Earlier this summer, the rise of US shale oil seemed to start slowing down. But then demand growth picked up heading back into the autumn and is now at 12.6 million barrels a day and close to its all-time high.

But a new market outlook from IHS Markit data provider forecasts that US shale oil's growth will slow down in the first quarter of 2020 and then again in 2021. Raoul LeBlanc, North American Unconventionals Vice President, expects the shale industry's biggest headwinds since the 2015 oil price will ease.

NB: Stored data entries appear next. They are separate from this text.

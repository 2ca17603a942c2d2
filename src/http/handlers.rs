//! HTTP handlers for the REST API.
//!
//! Each handler authenticates through `Caller`, delegates to the engine,
//! hands the resulting notification intents to the dispatcher and wraps
//! the value in the `{success, message, data}` envelope.

use axum::{
    extract::{Path, State},
    Json,
};
use ulid::Ulid;

use super::dto::*;
use super::error::{AppError, Localized};
use super::state::{AppState, Caller, JsonBody, QueryArgs};
use crate::engine::{
    AssignSchedule, BookClass, CancelClass, NewSlot, NewTemplateEntry, Outcome, RescheduleClass,
    Verdict,
};
use crate::messages::{classes_deleted, classes_generated, Msg};
use crate::model::date_of;

/// Result type for handlers.
pub type HandlerResult<T> = Result<Json<ApiResponse<T>>, AppError>;

fn respond<T>(message: impl Into<String>, data: T) -> HandlerResult<T> {
    Ok(Json(ApiResponse::ok(message, data)))
}

impl AppState {
    /// Queue an outcome's notifications and return its value.
    fn deliver<T>(&self, outcome: Outcome<T>) -> T {
        self.notifications.dispatch(outcome.notifications);
        outcome.value
    }
}

// =============================================================================
// Health
// =============================================================================

/// GET /health
pub async fn health() -> HandlerResult<HealthResponse> {
    respond(
        Msg::Ok.text(Default::default()),
        HealthResponse {
            status: "ok",
            version: env!("CARGO_PKG_VERSION"),
        },
    )
}

// =============================================================================
// Classes
// =============================================================================

/// POST /classes
pub async fn book_class(
    State(state): State<AppState>,
    caller: Caller,
    JsonBody(req): JsonBody<BookClassRequest>,
) -> HandlerResult<ClassDto> {
    let booking = BookClass {
        student_id: req.student_id,
        teacher_id: req.teacher_id,
        scheduled_at: millis(req.scheduled_at),
        duration_minutes: req.duration_minutes,
        language: req.language,
        class_type: req.class_type,
        availability_slot_id: req.availability_slot_id,
        use_credit: req.use_credit,
    };
    let outcome = state
        .engine
        .book_class(booking, &caller.identity)
        .await
        .localized(caller.locale)?;
    respond(Msg::ClassBooked.text(caller.locale), state.deliver(outcome).into())
}

/// GET /classes/{id}
pub async fn get_class(
    State(state): State<AppState>,
    caller: Caller,
    Path(class_id): Path<Ulid>,
) -> HandlerResult<ClassDto> {
    let class = state
        .engine
        .class(class_id, &caller.identity)
        .await
        .localized(caller.locale)?;
    respond(Msg::Ok.text(caller.locale), class.into())
}

/// POST /classes/{id}/reschedule
pub async fn reschedule_class(
    State(state): State<AppState>,
    caller: Caller,
    Path(class_id): Path<Ulid>,
    JsonBody(req): JsonBody<RescheduleRequest>,
) -> HandlerResult<ClassDto> {
    let move_to = RescheduleClass {
        new_scheduled_at: millis(req.new_scheduled_at),
        reason: req.reason,
        availability_slot_id: req.availability_slot_id,
        use_credit: req.use_credit,
    };
    let outcome = state
        .engine
        .reschedule_class(class_id, move_to, &caller.identity)
        .await
        .localized(caller.locale)?;
    respond(Msg::ClassRescheduled.text(caller.locale), state.deliver(outcome).into())
}

/// POST /classes/{id}/cancel
pub async fn cancel_class(
    State(state): State<AppState>,
    caller: Caller,
    Path(class_id): Path<Ulid>,
    JsonBody(req): JsonBody<CancelRequest>,
) -> HandlerResult<ClassDto> {
    let cancel = CancelClass {
        initiator: req.initiator,
        reason: req.reason,
    };
    let outcome = state
        .engine
        .cancel_class(class_id, cancel, &caller.identity)
        .await
        .localized(caller.locale)?;
    respond(Msg::ClassCanceled.text(caller.locale), state.deliver(outcome).into())
}

/// POST /classes/{id}/complete
pub async fn complete_class(
    State(state): State<AppState>,
    caller: Caller,
    Path(class_id): Path<Ulid>,
) -> HandlerResult<ClassDto> {
    let outcome = state
        .engine
        .complete_class(class_id, &caller.identity)
        .await
        .localized(caller.locale)?;
    respond(Msg::ClassCompleted.text(caller.locale), state.deliver(outcome).into())
}

/// POST /classes/{id}/convert-to-slot
pub async fn convert_to_slot(
    State(state): State<AppState>,
    caller: Caller,
    Path(class_id): Path<Ulid>,
) -> HandlerResult<SlotDto> {
    let outcome = state
        .engine
        .convert_class_to_slot(class_id, &caller.identity)
        .await
        .localized(caller.locale)?;
    respond(Msg::ClassConverted.text(caller.locale), state.deliver(outcome).into())
}

/// PUT /classes/{id}/teacher
pub async fn change_teacher(
    State(state): State<AppState>,
    caller: Caller,
    Path(class_id): Path<Ulid>,
    JsonBody(req): JsonBody<ChangeTeacherRequest>,
) -> HandlerResult<ClassDto> {
    let outcome = state
        .engine
        .change_teacher(class_id, req.teacher_id, &caller.identity)
        .await
        .localized(caller.locale)?;
    respond(Msg::TeacherChanged.text(caller.locale), state.deliver(outcome).into())
}

// =============================================================================
// Students
// =============================================================================

/// GET /students/{id}/classes?from&to
pub async fn student_classes(
    State(state): State<AppState>,
    caller: Caller,
    Path(student_id): Path<Ulid>,
    QueryArgs(window): QueryArgs<WindowQuery>,
) -> HandlerResult<Vec<ClassDto>> {
    let (from, to) = window.millis();
    let classes = state
        .engine
        .student_classes(student_id, from, to, &caller.identity)
        .await
        .localized(caller.locale)?;
    respond(Msg::Ok.text(caller.locale), classes.into_iter().map(Into::into).collect())
}

/// GET /students/{id}/account
pub async fn student_account(
    State(state): State<AppState>,
    caller: Caller,
    Path(student_id): Path<Ulid>,
) -> HandlerResult<AccountDto> {
    let account = state
        .engine
        .student_account(student_id, &caller.identity)
        .await
        .localized(caller.locale)?;
    respond(Msg::Ok.text(caller.locale), account.into())
}

/// POST /admin/students/{id}/credits
pub async fn adjust_credits(
    State(state): State<AppState>,
    caller: Caller,
    Path(student_id): Path<Ulid>,
    JsonBody(req): JsonBody<CreditsRequest>,
) -> HandlerResult<crate::model::CreditBalance> {
    let outcome = state
        .engine
        .adjust_credits(student_id, req.kind, req.delta, &caller.identity)
        .await
        .localized(caller.locale)?;
    respond(Msg::CreditsAdjusted.text(caller.locale), state.deliver(outcome))
}

// =============================================================================
// Admin scheduling
// =============================================================================

/// POST /admin/assign-schedule
///
/// Consumes the slot, then pre-generates the new entry's lessons over the
/// configured horizon.
pub async fn assign_schedule(
    State(state): State<AppState>,
    caller: Caller,
    JsonBody(req): JsonBody<AssignScheduleRequest>,
) -> HandlerResult<AssignScheduleResponse> {
    let assign = AssignSchedule {
        student_id: req.student_id,
        teacher_id: req.teacher_id,
        slot_id: req.slot_id,
        language: req.language,
        day: req.day,
        start_time: req.start_time,
    };
    let outcome = state
        .engine
        .assign_schedule(assign, &caller.identity)
        .await
        .localized(caller.locale)?;
    let entry = state.deliver(outcome);

    let today = date_of(state.engine.now());
    let weeks = state.engine.policy().generation_weeks;
    let generated = state
        .engine
        .generate_template_classes(req.student_id, Some(vec![entry.id]), today, weeks, &caller.identity)
        .await
        .localized(caller.locale)?;
    let generated = state.deliver(generated);

    respond(
        Msg::ScheduleAssigned.text(caller.locale),
        AssignScheduleResponse {
            template_entry: entry.into(),
            generated: generated.into(),
        },
    )
}

/// GET /admin/teacher-availability/{teacherId}?from&to
pub async fn admin_teacher_availability(
    State(state): State<AppState>,
    caller: Caller,
    Path(teacher_id): Path<Ulid>,
    QueryArgs(window): QueryArgs<WindowQuery>,
) -> HandlerResult<AdminAvailabilityDto> {
    let (from, to) = window.millis();
    let view = state
        .engine
        .admin_teacher_availability(teacher_id, from, to, &caller.identity)
        .await
        .localized(caller.locale)?;
    respond(Msg::Ok.text(caller.locale), view.into())
}

// =============================================================================
// Teachers and slots
// =============================================================================

/// GET /teachers/{id}/availability?from&to
pub async fn teacher_availability(
    State(state): State<AppState>,
    caller: Caller,
    Path(teacher_id): Path<Ulid>,
    QueryArgs(window): QueryArgs<WindowQuery>,
) -> HandlerResult<AvailabilityDto> {
    let (from, to) = window.millis();
    let view = state
        .engine
        .teacher_availability(teacher_id, from, to)
        .await
        .localized(caller.locale)?;
    respond(Msg::Ok.text(caller.locale), view.into())
}

/// GET /teachers/{id}/can-book?start&end
pub async fn can_book(
    State(state): State<AppState>,
    caller: Caller,
    Path(teacher_id): Path<Ulid>,
    QueryArgs(query): QueryArgs<CanBookQuery>,
) -> HandlerResult<Verdict> {
    let verdict = state
        .engine
        .can_book(teacher_id, millis(query.start), millis(query.end))
        .await
        .localized(caller.locale)?;
    respond(Msg::Ok.text(caller.locale), verdict)
}

/// POST /teachers/{id}/slots
pub async fn add_slot(
    State(state): State<AppState>,
    caller: Caller,
    Path(teacher_id): Path<Ulid>,
    JsonBody(req): JsonBody<NewSlotRequest>,
) -> HandlerResult<SlotDto> {
    let slot = NewSlot {
        kind: req.kind(),
        title: req.title,
        start_date: req.start_date,
        start_time: req.start_time,
        end_time: req.end_time,
        color: req.color,
    };
    let outcome = state
        .engine
        .add_slot(teacher_id, slot, &caller.identity)
        .await
        .localized(caller.locale)?;
    respond(Msg::SlotAdded.text(caller.locale), state.deliver(outcome).into())
}

/// DELETE /slots/{id}
pub async fn remove_slot(
    State(state): State<AppState>,
    caller: Caller,
    Path(slot_id): Path<Ulid>,
) -> HandlerResult<SlotDto> {
    let outcome = state
        .engine
        .remove_slot(slot_id, &caller.identity)
        .await
        .localized(caller.locale)?;
    respond(Msg::SlotRemoved.text(caller.locale), state.deliver(outcome).into())
}

/// PUT /slots/{id}/active
pub async fn set_slot_active(
    State(state): State<AppState>,
    caller: Caller,
    Path(slot_id): Path<Ulid>,
    JsonBody(req): JsonBody<SetActiveRequest>,
) -> HandlerResult<SlotDto> {
    let outcome = state
        .engine
        .set_slot_active(slot_id, req.is_active, &caller.identity)
        .await
        .localized(caller.locale)?;
    respond(Msg::SlotUpdated.text(caller.locale), state.deliver(outcome).into())
}

// =============================================================================
// Class templates
// =============================================================================

/// GET /class-templates/{studentId}
pub async fn get_template(
    State(state): State<AppState>,
    caller: Caller,
    Path(student_id): Path<Ulid>,
) -> HandlerResult<Vec<TemplateEntryDto>> {
    let entries = state
        .engine
        .template(student_id, &caller.identity)
        .await
        .localized(caller.locale)?;
    respond(Msg::Ok.text(caller.locale), entries.into_iter().map(Into::into).collect())
}

/// POST /class-templates/{studentId}/entries
pub async fn add_template_entry(
    State(state): State<AppState>,
    caller: Caller,
    Path(student_id): Path<Ulid>,
    JsonBody(req): JsonBody<TemplateEntryRequest>,
) -> HandlerResult<TemplateEntryDto> {
    let entry = NewTemplateEntry {
        teacher_id: req.teacher_id,
        day: req.day,
        hour: req.start_time,
        duration_minutes: req.duration_minutes,
        language: req.language,
    };
    let outcome = state
        .engine
        .add_template_entry(student_id, entry, &caller.identity)
        .await
        .localized(caller.locale)?;
    respond(Msg::TemplateEntryAdded.text(caller.locale), state.deliver(outcome).into())
}

/// DELETE /class-templates/{studentId}/entries/{entryId}?deleteFutureFrom=
pub async fn remove_template_entry(
    State(state): State<AppState>,
    caller: Caller,
    Path((student_id, entry_id)): Path<(Ulid, Ulid)>,
    QueryArgs(query): QueryArgs<RemoveEntryQuery>,
) -> HandlerResult<RemovedEntryDto> {
    let outcome = state
        .engine
        .remove_template_entry(student_id, entry_id, query.delete_future_from, &caller.identity)
        .await
        .localized(caller.locale)?;
    let removed = state.deliver(outcome);
    let message = match removed.deleted {
        Some(report) => classes_deleted(report.deleted, caller.locale),
        None => Msg::TemplateEntryRemoved.text(caller.locale).to_owned(),
    };
    respond(
        message,
        RemovedEntryDto {
            template_entry: removed.entry.into(),
            deleted: removed.deleted.map(Into::into),
        },
    )
}

/// POST /class-templates/{studentId}/generate
pub async fn generate_classes(
    State(state): State<AppState>,
    caller: Caller,
    Path(student_id): Path<Ulid>,
    JsonBody(req): JsonBody<GenerateRequest>,
) -> HandlerResult<GenerationDto> {
    let from = req.from_date.unwrap_or_else(|| date_of(state.engine.now()));
    let weeks = req.weeks.unwrap_or(state.engine.policy().generation_weeks);
    let outcome = state
        .engine
        .generate_template_classes(student_id, req.entry_ids, from, weeks, &caller.identity)
        .await
        .localized(caller.locale)?;
    let report = state.deliver(outcome);
    let message = classes_generated(report.created.len(), report.skipped.len(), caller.locale);
    respond(message, report.into())
}

/// POST /class-templates/{studentId}/delete-classes
pub async fn delete_classes(
    State(state): State<AppState>,
    caller: Caller,
    Path(student_id): Path<Ulid>,
    JsonBody(req): JsonBody<DeleteClassesRequest>,
) -> HandlerResult<DeleteDto> {
    let scope = req.scope().localized(caller.locale)?;
    let outcome = state
        .engine
        .delete_future_classes(student_id, scope, req.template_entries, &caller.identity)
        .await
        .localized(caller.locale)?;
    let report = state.deliver(outcome);
    respond(classes_deleted(report.deleted, caller.locale), report.into())
}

Closed capital markets and low rates threaten to force money out of the economy, analysts said, as investors place asset restraint on E&P's by pushing down share rates and lifting capital costs on debt markets. "IHS Markit forecasts a U.S. shale production growth of 480,000 barrels per day in 2020 - less than half the pace this year - and then decrease in 2021.

Natural Resources Pioneer Co. chief executive Scott Sheffield said shale producers consider shareholder calls to stop "burning through money."

He also predicts next year to slow growth, which is expected to help raise oil prices. Sheffield said in a call with investors, "I don't believe OPEC has to worry that much more about long-term U.S. shale production," adding that he "definitely gets more confident that we are probably at the bottom of the oil price phase."

Meanwhile, New EOG Resources chief executive officer Mark Papa talked all year about a recession, but a prediction he created only nine weeks ago has just been reduced. From the 700,000 barrels per day prediction he created in early September, Papa reduced his 2020 shale growth forecast to 400,000 BPD.

Papa said the trend was not a "mere occurrence" in 2020, assuming that U.S. shale production will be slightly less efficient year-over-year in 2021.

Also, Russia entered the bearish bandwagon, with Russia's energy minister Alexander Novak forecasting U.S. shale to drop significantly, stating that "this is obviously a phenomenon," and pointing out that U.S. production will not rise as fast as it did in previous years at current oil prices.

OPEC does not seem to anticipate a decline in the meantime. and has estimated in its recent annual study that U.S. shale-oil output will grow by more than 40 percent to 17 million BPD by 2025. This is a 3.1 million BPD rise over what was estimated in last year's study by OPEC.